Step 1: Cook the Pasta

  • Bring a large pot of salted water to a boil and cook the pasta according to package instructions until al dente (about 6-8 minutes).
  • Drain and toss with 1 tablespoon olive oil to prevent sticking. Set aside.

Step 2: Prepare the Sauce

  • In a large (12-inch) skillet over medium heat, heat 1 tablespoon olive oil.
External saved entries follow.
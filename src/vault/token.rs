//! Token normalization and body inspection helpers shared by login and proxying.

use sha2::{Digest, Sha256};

/// Longest slice of a downstream body ever carried in a failure or a log line
pub const MAX_PREVIEW_CHARS: usize = 500;

const BEARER_PREFIX: &str = "Bearer ";

/// Normalize a raw token: drop one layer of enclosing double quotes, a leading
/// `Bearer ` scheme and surrounding whitespace.
///
/// Passes repeat until the value stops changing, so `sanitize_token` is
/// idempotent for every input.
pub fn sanitize_token(raw: &str) -> String {
    let mut current = raw.to_string();
    loop {
        let next = sanitize_once(&current);
        if next == current {
            return current;
        }
        current = next;
    }
}

fn sanitize_once(raw: &str) -> String {
    let mut token = raw.trim();

    if token.len() >= 2 && token.starts_with('"') && token.ends_with('"') {
        token = token[1..token.len() - 1].trim();
    }

    if let Some(stripped) = token.strip_prefix(BEARER_PREFIX) {
        token = stripped;
    }

    token.trim().to_string()
}

/// True when a body looks like a web page rather than API data
pub fn is_html_body(body: &str) -> bool {
    let trimmed = body.trim_start();
    starts_with_ignore_case(trimmed, "<!doctype") || starts_with_ignore_case(trimmed, "<html")
}

fn starts_with_ignore_case(text: &str, prefix: &str) -> bool {
    text.get(..prefix.len())
        .is_some_and(|head| head.eq_ignore_ascii_case(prefix))
}

/// Truncate a body to `MAX_PREVIEW_CHARS` characters
pub fn preview(body: &str) -> String {
    preview_with_limit(body, MAX_PREVIEW_CHARS)
}

pub fn preview_with_limit(body: &str, limit: usize) -> String {
    body.chars().take(limit).collect()
}

/// Short SHA-256 fingerprint used to identify a token in logs
pub fn token_fingerprint(token: &str) -> String {
    let digest = Sha256::digest(token.as_bytes());
    hex::encode(&digest[..6])
}

#[cfg(test)]
mod tests {
    use super::*;
    use proptest::prelude::*;

    #[test]
    fn test_sanitize_examples() {
        assert_eq!(sanitize_token("\"abc\""), "abc");
        assert_eq!(sanitize_token("Bearer xyz "), "xyz");
        assert_eq!(sanitize_token(" plain "), "plain");
        assert_eq!(sanitize_token("\"Bearer quoted\"\n"), "quoted");
    }

    #[test]
    fn test_sanitize_keeps_lone_quote() {
        assert_eq!(sanitize_token("\""), "\"");
        assert_eq!(sanitize_token(""), "");
    }

    #[test]
    fn test_sanitize_only_strips_exact_scheme() {
        // Lowercase scheme is not the vault's convention and stays part of the token
        assert_eq!(sanitize_token("bearer abc"), "bearer abc");
        assert_eq!(sanitize_token("Bearerabc"), "Bearerabc");
    }

    #[test]
    fn test_html_detection() {
        assert!(is_html_body("<!DOCTYPE html><html></html>"));
        assert!(is_html_body("  \n<html lang=\"en\">"));
        assert!(is_html_body("<!doctype html>"));
        assert!(!is_html_body("{\"ok\":true}"));
        assert!(!is_html_body("<h"));
        assert!(!is_html_body(""));
    }

    #[test]
    fn test_preview_is_char_bounded() {
        let body = "é".repeat(600);
        let cut = preview(&body);
        assert_eq!(cut.chars().count(), MAX_PREVIEW_CHARS);
        assert_eq!(preview_with_limit("short", 100), "short");
    }

    #[test]
    fn test_fingerprint_does_not_leak_token() {
        let fingerprint = token_fingerprint("secret-token-value");
        assert_eq!(fingerprint.len(), 12);
        assert!(!fingerprint.contains("secret"));
        assert_eq!(fingerprint, token_fingerprint("secret-token-value"));
    }

    proptest! {
        #[test]
        fn sanitize_is_idempotent(raw in any::<String>()) {
            let once = sanitize_token(&raw);
            prop_assert_eq!(sanitize_token(&once), once);
        }

        #[test]
        fn sanitize_recovers_wrapped_token(
            core in "[A-Za-z0-9_.=-]{1,40}",
            quoted in any::<bool>(),
            bearer in any::<bool>(),
            pad in "[ \t\n]{0,3}",
        ) {
            let mut wrapped = core.clone();
            if bearer {
                wrapped = format!("Bearer {wrapped}");
            }
            if quoted {
                wrapped = format!("\"{wrapped}\"");
            }
            wrapped = format!("{pad}{wrapped}{pad}");

            prop_assert_eq!(sanitize_token(&wrapped), core);
        }
    }
}
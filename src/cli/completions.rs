use crate::cli::args::{Cli, CompletionCommands};
use crate::utils::errors::Result;
use crate::vault::catalog::ENDPOINTS;
use clap::CommandFactory;
use clap_complete::{generate, Shell};
use std::io::{self, Write};

const APP_NAME: &str = "pvwa-rs";

pub fn handle_completion_command(command: &CompletionCommands) -> Result<()> {
    let mut stdout = io::stdout();
    write_completion(command.shell(), &mut stdout)
}

/// Write the completion script for `shell`. Bash also completes operation names after `call`.
pub fn write_completion<W: Write>(shell: Shell, out: &mut W) -> Result<()> {
    let mut cmd = Cli::command();

    if !matches!(shell, Shell::Bash) {
        generate(shell, &mut cmd, APP_NAME, &mut *out);
        return Ok(());
    }

    let operations = ENDPOINTS
        .iter()
        .map(|endpoint| endpoint.name)
        .collect::<Vec<_>>()
        .join(" ");

    writeln!(out, "# Enhanced completion for pvwa-rs operation names")?;
    write!(
        out,
        r#"
_pvwa_rs_override() {{
    local cur prev words cword
    _init_completion || return

    if [[ "$prev" == "call" ]]; then
        COMPREPLY=($(compgen -W "{operations}" -- "${{cur}}"))
        return 0
    fi

    # Fall back to the original completion
    _pvwa-rs "$@"
}}

"#
    )?;

    generate(shell, &mut cmd, APP_NAME, &mut *out);

    writeln!(out)?;
    writeln!(out, "# Override the completion function")?;
    writeln!(out, "complete -F _pvwa_rs_override {APP_NAME}")?;
    Ok(())
}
Add the minced garlic and sauté until fragrant, about 1-2 minutes.
  • Stir in the chopped bell peppers and optional Scotch bonnet, cooking until softened, about 3-4 minutes.
  • Sprinkle in the flour, smoked paprika, jerk seasoning, and sea salt, stirring well to coat the vegetables.
  • Gradually whisk in the heavy cream, vegetable broth, and white cooking wine, ensuring a smooth, lump-free consistency.
  • Add the thyme sprigs and reduce heat to low. Let the sauce simmer for 3-4 minutes, allowing it to thicken while the flavors meld.
  • Stir in the grated Parmesan cheese until fully melted and the sauce is rich and creamy.

Step 3: Assemble & Serve

  • Add the cooked pasta to the skillet, tossing until fully coated in the sauce.
  • Remove from heat, discard the thyme sprigs, and serve immediately.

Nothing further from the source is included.